By Andy May
Global Climate Models (GCM) are used to compute the social cost of carbon dioxide emissions and to compute man’s contribution to recent global warming. The assertion that most of “climate change” is due to man’s influence is based solely on these models. They are also the sole basis for concluding “climate change” is dangerous. Just how accurate are they? How close are their predictions to observations?
Her key conclusions:
GCMs have not been subject to the rigorous verification and validation that is the norm for engineering and regulatory science.
There are numerous arguments supporting the conclusion that climate models are not fit for the purpose of identifying with high confidence the proportion of the 20th century warming that was human-caused as opposed to natural.
There is growing evidence that climate models predict too much warming from increased atmospheric carbon dioxide.
Some portions of the GCMs are rooted in fundamental physics and chemistry, but there are thousands of atmospheric and surface processes that cannot be deterministically modeled and must be “parameterized” using simple empirical formulas based on observations. These empirical formulas are “tuned” or “calibrated” to make the models match observations. They are tweaked to match the twentieth century, especially the warming period from 1945 to 2000. Even with all of the tuning, the models do a very poor job matching the warming from 1910-1945.

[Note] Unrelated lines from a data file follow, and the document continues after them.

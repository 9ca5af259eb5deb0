//! Harness error type.

use std::path::PathBuf;

use srgp_engine::{ConfigurationError, MtpError};
use thiserror::Error;

#[derive(Debug, Error)]
pub enum HarnessError {
    #[error("engine: {0}")]
    Engine(#[from] MtpError),
    #[error("invalid simulation parameter: {0}")]
    InvalidParams(&'static str),
    #[error("failed to read {path}: {source}")]
    Read {
        path: PathBuf,
        #[source]
        source: std::io::Error,
    },
    #[error("failed to write {path}: {source}")]
    Write {
        path: PathBuf,
        #[source]
        source: std::io::Error,
    },
    #[error("log emission failed: {0}")]
    Log(#[source] std::io::Error),
    #[error("malformed JSON in {path}: {source}")]
    Json {
        path: PathBuf,
        #[source]
        source: serde_json::Error,
    },
    #[error("serialization failed: {0}")]
    Serialize(#[from] serde_json::Error),
}

impl From<ConfigurationError> for HarnessError {
    fn from(err: ConfigurationError) -> Self {
        Self::Engine(MtpError::Configuration(err))
    }
}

Since all models are “tuned” to the twentieth century (see Voosen, et al., Science, 2016) and since the “more than half of warming is due to man” conclusion is based upon comparing two model runs “from 1951 to 2010” the validity of the computation of man’s influence is highly questionable. Dr. Curry points out:
“GCMs are evaluated against the same observations used for model tuning.”
This is not something that inspires confidence. Further, the Earth has been warming for 300 to 400 years, as Dr. Curry writes:
“Understanding and explaining the climate variability over the past 400 years, prior to 1950, has received far too little attention. Without this understanding, we should place little confidence in the IPCC’s explanations of warming since 1950.”
“Anthropogenic (human-caused) climate change is a theory in which the basic mechanism is well understood, but of which the potential magnitude is highly uncertain.”